いきなりハンドグリップを使用するとさらに手を傷める原因にもなりますので、リハビリ初期はゴムボールなどの柔らかい素材のものから使用しましょう。
・指先のトレーニング
片手の指を曲げ、反対の手の指へ絡めて軽く引っ張ります。
まずは指一本対四本で、四本の指全体に一本の指をひっかけるところから始め、指の数を増やしていきましょう。
この時、本数の少ない方の指で引っ張る力をかけます。
本数の多い方の手は、あくまで補助として力をかける程度に収めます。
両手で強く引っ張り合わず片側のみ力をかけ、万が一痛みを感じたら中止しましょう。
◆腕力のリハビリテーション
・ペットボトルダンベル
まず、ペットボトルの中に水を入れ、肘の高さで前に伸ばし両手に持ち、手のひらを天井側にします。
ゆっくり時間をかけて、肘を曲げ伸ばしします。
肘から手首までの筋力増強だけでなくペットボトルを握るので、握力に直接アプローチもできます。
肘の曲げ伸ばしに不安がある人は、手首の上げ下げや回転だけゆっくり取り入れてもよいでしょう。

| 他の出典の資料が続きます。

/// Country identifier, 1-based (`1..=country_count`).
pub type CountryId = u32;

/// Event identifier, 1-based. Ids `1..=m` are men's events, `m+1..=m+w` women's.
pub type EventId = u32;

/// Widest outcome an event can have (TOP5).
pub const MAX_PLACEMENTS: usize = 5;

#[derive(Debug, Clone, Copy, PartialEq, Eq)]
pub enum Gender {
    Male,
    Female,
}

/// Whether an event awards points to the top 3 or top 5 finishers.
#[derive(Debug, Clone, Copy, PartialEq, Eq, Default)]
pub enum TopN {
    #[default]
    Top3,
    Top5,
}

impl TopN {
    /// Number of placements that must be filled for a valid entry.
    pub fn required(self) -> usize {
        match self {
            TopN::Top3 => 3,
            TopN::Top5 => 5,
        }
    }

    pub fn label(self) -> &'static str {
        match self {
            TopN::Top3 => "top 3",
            TopN::Top5 => "top 5",
        }
    }
}

/// Identity and mode of one event. Gender is fixed at creation from the
/// event's position; the top-N mode is the only mutable field.
#[derive(Debug, Clone, Copy, PartialEq, Eq)]
pub struct EventConfig {
    pub event_id: EventId,
    pub gender: Gender,
    pub top_n: TopN,
}

impl EventConfig {
    pub fn new(event_id: EventId, gender: Gender) -> Self {
        Self {
            event_id,
            gender,
            top_n: TopN::default(),
        }
    }
}

/// One event's entered outcome: up to five optional country ids, positionally
/// indexed by placement (slot 0 = 1st place, slot 4 = 5th place).
#[derive(Debug, Clone, Copy, PartialEq, Eq, Default)]
pub struct RankEntry {
    slots: [Option<CountryId>; MAX_PLACEMENTS],
}

impl RankEntry {
    pub fn new() -> Self {
        Self::default()
    }

    /// Build an entry from the leading placements; remaining slots stay empty.
    pub fn from_ranks(ranks: &[CountryId]) -> Self {
        let mut entry = Self::default();
        for (i, &id) in ranks.iter().take(MAX_PLACEMENTS).enumerate() {
            entry.slots[i] = Some(id);
        }
        entry
    }

    pub fn get(&self, placement: usize) -> Option<CountryId> {
        self.slots.get(placement).copied().flatten()
    }

    pub fn set(&mut self, placement: usize, country: Option<CountryId>) {
        if placement < MAX_PLACEMENTS {
            self.slots[placement] = country;
        }
    }

    /// Clear every slot at or beyond `from` (used when reverting to top 3).
    pub fn clear_from(&mut self, from: usize) {
        for slot in self.slots.iter_mut().skip(from) {
            *slot = None;
        }
    }

    pub fn is_empty(&self) -> bool {
        self.slots.iter().all(Option::is_none)
    }
}

#[cfg(test)]
mod tests {
    use super::*;

    #[test]
    fn test_topn_required_counts() {
        assert_eq!(TopN::Top3.required(), 3);
        assert_eq!(TopN::Top5.required(), 5);
    }

    #[test]
    fn test_event_config_defaults_to_top3() {
        let cfg = EventConfig::new(1, Gender::Male);
        assert_eq!(cfg.top_n, TopN::Top3);
    }

    #[test]
    fn test_rank_entry_from_ranks() {
        let entry = RankEntry::from_ranks(&[3, 1, 2]);
        assert_eq!(entry.get(0), Some(3));
        assert_eq!(entry.get(1), Some(1));
        assert_eq!(entry.get(2), Some(2));
        assert_eq!(entry.get(3), None);
        assert_eq!(entry.get(4), None);
    }

    #[test]
    fn test_rank_entry_set_and_clear() {
        let mut entry = RankEntry::new();
        entry.set(3, Some(7));
        entry.set(4, Some(2));
        assert_eq!(entry.get(3), Some(7));

        entry.clear_from(3);
        assert_eq!(entry.get(3), None);
        assert_eq!(entry.get(4), None);
    }

    #[test]
    fn test_rank_entry_out_of_bounds_set_is_noop() {
        let mut entry = RankEntry::new();
        entry.set(5, Some(1));
        assert!(entry.is_empty());
        assert_eq!(entry.get(5), None);
    }
}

なお、最近では真ん中がくびれたデザインのペットボトルも増えています。
このようなデザインのボトルを使うと滑って落とす可能性が少なくなります。
・壁腕立て
肩幅ほどに足を開き、壁に対し20~30センチほどつま先を離して立ちます。
胸の高さ程度に手をあげ、壁に手をつきます。
ゆっくり壁に体重をかけ、前傾します。
この時腰を折り曲げず、足首から頭が一直線になることを想定します。
また、肘を過剰に外側へ開かないよう気を付けましょう。
体力のない高齢者の方がいきなり腕立て伏せをするのは困難ですが、壁腕立ては自重を使い効率的に腕立てができます。
・雑巾絞り
左右の力を別方向にかける「雑巾絞り」は、効率よく手先と腕力を鍛えられます。
濡らす必要はありませんので、しっかり握れるサイズのタオルを使用しましょう。
逆手にする手を入れ替えたり、両手を縦に並べて絞るなど、違う力のかかり方を意識すると効果的です。
リハビリで握力の向上を図ることは、回復後の生活内容にも直結します。
他の部位のリハビリと比較すると、日常的にマッサージやトレーニングが可能な箇所でもあります。
握力低下をなるべく予防するように普段から少しずつリハビリを行っていきましょう。